The Genealogist’s Companion and Sourcebook:
Guide to the Resources You Need for Unpuzzling Your Past
Emily Anne Croom
you can ask for these particular pages from your local public library. if they don’t have the book, you can get the pages through the interlibrary loan program.
native american records are discussed in pages 352-386.

Tracing ancestors among the Five Civilized Tribes: Southeastern Indians …
By Rachal Mills Lennon
this book could be accessed through the interlibary loan program also.

always find the state archives. some records are online, some records are not. but many times you can find a record not found in other places. you want to see also about newspaper mentions for obituaries, births, marriages in particular.

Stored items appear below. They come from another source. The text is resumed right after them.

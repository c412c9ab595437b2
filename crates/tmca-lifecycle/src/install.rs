use tmca_core::types::{EXAMPLE_CONFIG_NAME, INCLUDE_SECTION, UPDATER_SECTION};
use tmca_core::{Result, ServiceInstance, ServiceKind};
use tmca_host::MessageLevel;
use tracing::{debug, info};

use crate::controller::{ExtensionLifecycle, Flow};
use crate::journal::{Step, StepJournal};
use crate::outcome::{AbortReason, Operation, Outcome, SkipReason};

/// Choices collected before any instance is stopped
#[derive(Debug, Clone, Copy)]
struct InstallChoices {
    add_updater: bool,
    create_example: bool,
}

impl ExtensionLifecycle {
    /// Clone the plugin, link it into Klipper and optionally wire up configs
    pub fn install(&self) -> Result<Outcome> {
        let ext = &self.extension;
        if !self.host.fs.exists(&ext.klipper_dir) || !self.host.fs.exists(&ext.extras_dir) {
            self.say(
                MessageLevel::Warning,
                "No Klipper (or extras) directory found! Aborting.",
            );
            return Ok(Outcome::Skipped(SkipReason::HostNotFound));
        }

        let state = self.installation_state();
        debug!("Installation state: {}", state);
        if !state.is_absent()
            && !self.host.ui.confirm(
                "Extension seems to be installed already. Overwrite?",
                true,
                false,
            )?
        {
            self.say(
                MessageLevel::Warning,
                &format!("{} aborted due to user request.", Operation::Install.title()),
            );
            return Ok(Outcome::Aborted(
                AbortReason::OverwriteDeclined,
                StepJournal::new(),
            ));
        }

        let choices = InstallChoices {
            add_updater: self.host.ui.confirm(
                &format!("Add {} to Moonraker update manager?", ext.name),
                true,
                false,
            )?,
            create_example: self
                .host
                .ui
                .confirm("Create example config?", true, false)?,
        };

        let klipper = self.host.services.discover(ServiceKind::Klipper)?;
        if !self.interlock(&klipper, Operation::Install)? {
            return Ok(Outcome::Aborted(
                AbortReason::StopDeclined,
                StepJournal::new(),
            ));
        }

        let mut journal = StepJournal::new();
        let result = self.install_steps(&klipper, choices, &mut journal);
        self.finish(Operation::Install, &klipper, result, journal)
    }

    fn install_steps(
        &self,
        klipper: &[ServiceInstance],
        choices: InstallChoices,
        journal: &mut StepJournal,
    ) -> Result<Flow> {
        let ext = &self.extension;

        self.host
            .ui
            .with_progress(&format!("Cloning {}...", ext.name), &mut || {
                self.host
                    .fetcher
                    .clone_repo(&ext.repo_url, &ext.install_dir, true)
            })?;
        journal.record(Step::SourceCloned {
            path: ext.install_dir.clone(),
        });

        for (target, link) in ext.link_pairs() {
            self.host.fs.symlink(&target, &link)?;
            journal.record(Step::LinkCreated { path: link });
        }
        info!("Linked {} artifacts into {}", ext.artifacts().len(), ext.extras_dir);

        if choices.create_example {
            self.deploy_example_config(klipper, journal);
            self.backup_configs(klipper, journal)?;
            let edits = self.host.editor.add_section(INCLUDE_SECTION, klipper, &[])?;
            self.record_edits(INCLUDE_SECTION, edits, true, journal);
        }

        if choices.add_updater {
            let moonraker = self.host.services.discover(ServiceKind::Moonraker)?;
            if moonraker.is_empty() {
                self.say(
                    MessageLevel::Warning,
                    &format!(
                        "Moonraker not found! {} updates will NOT be available.",
                        ext.name
                    ),
                );
                if !self.host.ui.confirm("Continue anyway?", false, false)? {
                    return Ok(Flow::Abort(AbortReason::MissingUpdateManagerDeclined));
                }
            } else {
                self.backup_configs(&moonraker, journal)?;
                let edits = self.host.editor.add_section(
                    UPDATER_SECTION,
                    &moonraker,
                    &ext.updater_options(),
                )?;
                self.record_edits(UPDATER_SECTION, edits, true, journal);

                self.say(MessageLevel::Status, "Restarting Moonraker...");
                self.host.services.restart_all(&moonraker)?;
                journal.record(Step::ServicesRestarted {
                    kind: ServiceKind::Moonraker,
                });
            }
        }

        Ok(Flow::Done)
    }

    /// Copy the example config into each config dir that lacks one
    ///
    /// A failed copy is reported and the remaining instances still proceed.
    fn deploy_example_config(&self, instances: &[ServiceInstance], journal: &mut StepJournal) {
        let template = self.extension.example_config_template();

        for instance in instances {
            let dest = instance.cfg_dir().join(EXAMPLE_CONFIG_NAME);
            if self.host.fs.exists(&dest) {
                self.say(
                    MessageLevel::Info,
                    &format!("{} already exists, not overwriting", dest),
                );
                continue;
            }

            match self.host.fs.copy_file(&template, &dest) {
                Ok(()) => {
                    self.say(MessageLevel::Info, &format!("Example config copied to {}", dest));
                    journal.record(Step::ExampleConfigCopied { path: dest });
                }
                Err(e) => self.say(
                    MessageLevel::Error,
                    &format!("Unable to create example config for {}: {}", instance, e),
                ),
            }
        }
    }
}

check courts for probate, civil and criminal cases, marriage records.

if your ancestors lived on a reservation, they might not appear on a federal census because they were not taxed.
1860 census, indian territory.

this book is a good read about the dawes roll and how they implemented it.
The Dawes Commission and the allotment of the Five Civilized Tribes, 1893-1914
By Kent Carter

good advice about native research:

if your relatives came from a different geographic location or belonged to a different tribe, try searching google for the state and tribes. you might find a contact for a state-recognized tribe or a federal recognized tribe.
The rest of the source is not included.